Dans le document de 2015, « Information des consommateurs en matière de prévention des risques biologiques liés aux aliments. Tome 2 – Évaluation de l’efficacité des stratégies de communication. Avis de l’Anses. Rapport d’expertise collective. », on se référera aussi au paragraphe « Risque lié aux Escherichia coli producteurs de shigatoxines (STEC) dans la viande hachée de bœuf ». L’on nous dit :
Une modification des modes de cuisson de steaks hachés (« Cuits à cœur ») chez les jeunes enfants se traduit par une diminution équivalente du niveau de risque. Ainsi, une campagne de communication conduisant à une modification des modes de cuisson pour 5% des jeunes enfants, diminuerait le risque de SHU de 5% dans cette population.
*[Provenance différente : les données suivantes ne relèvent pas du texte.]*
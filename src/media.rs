//! Media reference resolution against the media directory
//!
//! References address files by their case-folded filename stem. The directory
//! is re-listed on every lookup so files copied in at runtime become playable
//! without a restart.

use crate::config::MediaOptions;
use crate::error::{Error, Result};
use std::fs;
use std::path::{Path, PathBuf};

/// Resolves normalized media references to playable file paths
pub struct MediaLibrary {
    dir: PathBuf,
    extensions: Vec<String>,
}

impl MediaLibrary {
    /// Create a library over the configured media directory.
    pub fn new(options: &MediaOptions) -> Self {
        Self {
            dir: options.dir.clone(),
            extensions: options
                .extensions
                .iter()
                .map(|e| e.trim_start_matches('.').to_ascii_lowercase())
                .collect(),
        }
    }

    /// The directory this library resolves against.
    pub fn dir(&self) -> &Path {
        &self.dir
    }

    /// Resolve a normalized (lower-cased) reference to a file path.
    ///
    /// Returns [`Error::MediaNotFound`] when no file with a supported
    /// extension matches the reference's stem.
    pub fn resolve(&self, reference: &str) -> Result<PathBuf> {
        let entries = fs::read_dir(&self.dir).map_err(|e| {
            Error::MediaNotFound(format!(
                "{reference} (media directory {} unreadable: {e})",
                self.dir.display()
            ))
        })?;

        for entry in entries.flatten() {
            let path = entry.path();
            if !path.is_file() || !self.supported(&path) {
                continue;
            }
            let stem_matches = path
                .file_stem()
                .and_then(|s| s.to_str())
                .is_some_and(|stem| stem.to_lowercase() == reference);
            if stem_matches {
                return Ok(path);
            }
        }

        Err(Error::MediaNotFound(reference.to_string()))
    }

    fn supported(&self, path: &Path) -> bool {
        path.extension()
            .and_then(|e| e.to_str())
            .map(|e| e.to_ascii_lowercase())
            .is_some_and(|e| self.extensions.contains(&e))
    }
}
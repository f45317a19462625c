//! Error types for scanplay operations

use thiserror::Error;

/// Result type alias using scanplay's Error type
pub type Result<T> = std::result::Result<T, Error>;

/// Main error type for scanplay operations
#[derive(Error, Debug)]
pub enum Error {
    /// Scanner input device is missing or could not be opened
    #[error("Input device unavailable: {0}")]
    DeviceUnavailable(String),

    /// Reading from the input device failed
    #[error("Input read error: {0}")]
    Input(String),

    /// No media file matches the scanned reference
    #[error("No media found for reference '{0}'")]
    MediaNotFound(String),

    /// A playback command was issued with no engine session running
    #[error("No active playback session")]
    NoActiveSession,

    /// The playback engine failed to start or its control channel never became ready
    #[error("Engine launch failed: {0}")]
    EngineLaunch(String),

    /// Control-channel failure while talking to a live engine session
    #[error("Engine IPC error: {0}")]
    Ipc(String),

    /// A `CMD:` token carried an unrecognized command name
    #[error("Unknown command: {0}")]
    InvalidCommand(String),

    /// I/O error
    #[error("I/O error: {0}")]
    Io(#[from] std::io::Error),

    /// Configuration error
    #[error("Configuration error: {0}")]
    Config(String),
}

impl From<serde_json::Error> for Error {
    fn from(e: serde_json::Error) -> Self {
        Error::Ipc(format!("JSON error: {}", e))
    }
}
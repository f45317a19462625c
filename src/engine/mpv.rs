//! mpv process lifecycle and session management

use crate::config::EngineOptions;
use crate::controller::PlayerEvent;
use crate::engine::ipc::{IpcClient, IpcEvent};
use crate::engine::{EngineEvent, EngineRequest, PlaybackEngine};
use crate::error::{Error, Result};
use async_trait::async_trait;
use serde_json::json;
use std::path::Path;
use std::process::Stdio;
use std::time::Duration;
use tokio::process::{Child, Command};
use tokio::sync::{mpsc, oneshot};
use tokio::time::timeout;

/// Capacity of the per-session channel bridging IPC events to the controller queue
const EVENT_CHANNEL_CAPACITY: usize = 16;

/// One running mpv process with its control channel
struct Session {
    id: u64,
    ipc: IpcClient,
    kill: Option<oneshot::Sender<()>>,
    exited: oneshot::Receiver<Option<i32>>,
}

/// Drives mpv as the external playback engine.
///
/// Each launched path gets its own mpv process; switching media replaces the
/// session wholesale, so playback always starts from the beginning.
pub struct MpvEngine {
    options: EngineOptions,
    events: mpsc::Sender<PlayerEvent>,
    session: Option<Session>,
    next_session: u64,
}

impl MpvEngine {
    /// Create an engine client that queues notifications into `events`.
    pub fn new(options: EngineOptions, events: mpsc::Sender<PlayerEvent>) -> Self {
        Self {
            options,
            events,
            session: None,
            next_session: 1,
        }
    }

    fn spawn_process(&self, path: &Path) -> Result<Child> {
        let mut command = Command::new(&self.options.binary);
        command
            .arg(format!(
                "--input-ipc-server={}",
                self.options.socket.display()
            ))
            .arg("--force-window=yes")
            .arg("--no-osc")
            .arg("--no-input-default-bindings")
            .arg("--cursor-autohide=always")
            .arg("--image-display-duration=inf")
            .arg("--really-quiet");
        if self.options.fullscreen {
            command.arg("--fullscreen=yes");
        }
        for arg in &self.options.extra_args {
            command.arg(arg);
        }
        command
            .arg(path)
            .stdin(Stdio::null())
            .stdout(Stdio::null())
            .stderr(Stdio::null());

        command.spawn().map_err(|e| {
            Error::EngineLaunch(format!("Failed to spawn '{}': {e}", self.options.binary))
        })
    }

    /// Bridge decoded IPC events into the controller queue, stamped with the session id.
    fn bridge_events(&self, id: u64, mut ipc_rx: mpsc::Receiver<IpcEvent>) {
        let events = self.events.clone();
        tokio::spawn(async move {
            while let Some(ipc_event) = ipc_rx.recv().await {
                let event = match ipc_event {
                    IpcEvent::EndOfFile => EngineEvent::EndOfFile,
                    IpcEvent::PauseChanged(paused) => EngineEvent::PauseChanged(paused),
                };
                if events
                    .send(PlayerEvent::Engine { session: id, event })
                    .await
                    .is_err()
                {
                    break;
                }
            }
        });
    }

    /// Wait for the child to exit, reporting the exit through both the
    /// controller queue and the session's `exited` channel.
    fn watch_exit(
        &self,
        id: u64,
        child: Child,
        kill_rx: oneshot::Receiver<()>,
        exit_tx: oneshot::Sender<Option<i32>>,
    ) {
        tokio::spawn(watch_exit_task(id, child, kill_rx, exit_tx, self.events.clone()));
    }
}

/// Body of the per-session exit watcher.
///
/// `exit_tx` must fire before the controller-queue send: `terminate()` awaits
/// it from inside the controller's own event handling, so a full queue would
/// otherwise deadlock the termination path.
async fn watch_exit_task(
    id: u64,
    mut child: Child,
    mut kill_rx: oneshot::Receiver<()>,
    exit_tx: oneshot::Sender<Option<i32>>,
    events: mpsc::Sender<PlayerEvent>,
) {
    let status = tokio::select! {
        status = child.wait() => status,
        _ = &mut kill_rx => {
            tracing::warn!("Engine did not exit in time, killing");
            let _ = child.start_kill();
            child.wait().await
        }
    };

    let code = status.ok().and_then(|s| s.code());
    tracing::debug!(session = id, ?code, "Engine process exited");
    let _ = exit_tx.send(code);
    let _ = events
        .send(PlayerEvent::Engine {
            session: id,
            event: EngineEvent::Exited(code),
        })
        .await;
}

#[async_trait]
impl PlaybackEngine for MpvEngine {
    async fn launch(&mut self, path: &Path) -> Result<()> {
        self.terminate().await?;

        let id = self.next_session;
        self.next_session += 1;

        // mpv refuses to bind an existing socket file
        match tokio::fs::remove_file(&self.options.socket).await {
            Ok(()) => {}
            Err(err) if err.kind() == std::io::ErrorKind::NotFound => {}
            Err(err) => {
                return Err(Error::EngineLaunch(format!(
                    "Failed to remove stale socket {}: {err}",
                    self.options.socket.display()
                )));
            }
        }

        tracing::info!(session = id, path = %path.display(), "Launching engine");
        let mut child = self.spawn_process(path)?;

        let (ipc_tx, ipc_rx) = mpsc::channel(EVENT_CHANNEL_CAPACITY);
        let startup_timeout = Duration::from_secs(self.options.startup_timeout_secs);
        let ipc = match IpcClient::connect(&self.options.socket, startup_timeout, ipc_tx).await {
            Ok(ipc) => ipc,
            Err(err) => {
                let _ = child.start_kill();
                let _ = child.wait().await;
                return Err(Error::EngineLaunch(err.to_string()));
            }
        };

        if let Err(err) = ipc.observe_property("pause").await {
            let _ = child.start_kill();
            let _ = child.wait().await;
            return Err(Error::EngineLaunch(format!(
                "Failed to observe pause property: {err}"
            )));
        }

        self.bridge_events(id, ipc_rx);

        let (kill_tx, kill_rx) = oneshot::channel();
        let (exit_tx, exit_rx) = oneshot::channel();
        self.watch_exit(id, child, kill_rx, exit_tx);

        self.session = Some(Session {
            id,
            ipc,
            kill: Some(kill_tx),
            exited: exit_rx,
        });
        Ok(())
    }

    async fn send(&mut self, request: EngineRequest) -> Result<()> {
        let session = self.session.as_ref().ok_or(Error::NoActiveSession)?;

        let command = match request {
            EngineRequest::PauseToggle => json!(["cycle", "pause"]),
            EngineRequest::VolumeAdd(step) => json!(["add", "volume", step]),
            EngineRequest::MuteToggle => json!(["cycle", "mute"]),
            EngineRequest::Seek(seconds) => json!(["seek", seconds, "relative"]),
        };

        session.ipc.request(command).await?;
        Ok(())
    }

    async fn terminate(&mut self) -> Result<()> {
        let Some(mut session) = self.session.take() else {
            return Ok(());
        };

        tracing::info!(session = session.id, "Terminating engine session");

        // The reply may never arrive if the process dies mid-quit
        if let Err(err) = session.ipc.request(json!(["quit"])).await {
            tracing::debug!("Quit request failed: {err}");
        }

        let grace = Duration::from_secs(self.options.grace_secs);
        if timeout(grace, &mut session.exited).await.is_err() {
            if let Some(kill) = session.kill.take() {
                let _ = kill.send(());
            }
            if timeout(grace, &mut session.exited).await.is_err() {
                tracing::warn!(session = session.id, "Engine did not exit after kill");
            }
        }

        // Dropping the session drops the IPC client and its reader task
        Ok(())
    }

    fn is_current(&self, session: u64) -> bool {
        self.session.as_ref().is_some_and(|s| s.id == session)
    }
}

#[cfg(test)]
mod tests {
    use super::*;

    // A full controller queue must not delay the exit notification that
    // terminate() awaits, or killing a stuck engine would hang the player.
    #[tokio::test]
    async fn test_exit_signal_not_blocked_by_full_event_queue() {
        let (events_tx, _events_rx) = mpsc::channel(1);
        events_tx
            .send(PlayerEvent::Shutdown)
            .await
            .expect("fill the queue");

        let child = Command::new("sleep")
            .arg("30")
            .spawn()
            .expect("spawn sleep");

        let (kill_tx, kill_rx) = oneshot::channel();
        let (exit_tx, exit_rx) = oneshot::channel();
        tokio::spawn(watch_exit_task(7, child, kill_rx, exit_tx, events_tx));

        kill_tx.send(()).expect("deliver kill");

        // The queue is full and nobody drains it; the exit channel must
        // still resolve once the child is gone.
        timeout(Duration::from_secs(5), exit_rx)
            .await
            .expect("exit signal within the timeout")
            .expect("watcher reports the exit");
    }
}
La cuisson à cœur des steaks hachés destinés aux jeunes enfants est la mesure préventive applicable par les consommateurs pour diminuer le risque de SHU lié à ces produits.
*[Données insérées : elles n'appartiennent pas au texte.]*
pub mod config;
pub mod data;
pub mod evolution;
pub mod sweep;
Notons que les « Données de surveillance du syndrome hémolytique et urémique en 2017 » indiquent qu’en 2017, « Une augmentation nette de l’incidence a été observée » et qu’elle présente un taux de 1,40/100 000 enfants de moins de 15 ans.
L’auteur de ces quelques lignes ne doute pas un instant des efforts constants et réguliers de l’entreprise Bigard pour maîtriser le danger EHEC dans la viande hachée. Mais une publicité attire l'attention et, hélas, le marketing de la sécurité des aliments n’y est pas pour le consommateur lambda auquel elle s’adresse. La maîtrise de la sécurité des aliments en est absente ; c’est dommage… même si le plan de surveillance 2017 de la contamination des viandes hachées de bœuf par Escherichia coli producteurs de shigatoxines (STEC) indique que « Le taux de contamination des viandes hachées de bœuf par STEC apparaît relativement stable depuis 2009 et faible (inférieur à 1%) et que « …le taux de contamination des viandes hachées réfrigérées sur le cumul des 8 dernières années est estimé à 0,2 % (IC95-[0,1-0,4 %]). »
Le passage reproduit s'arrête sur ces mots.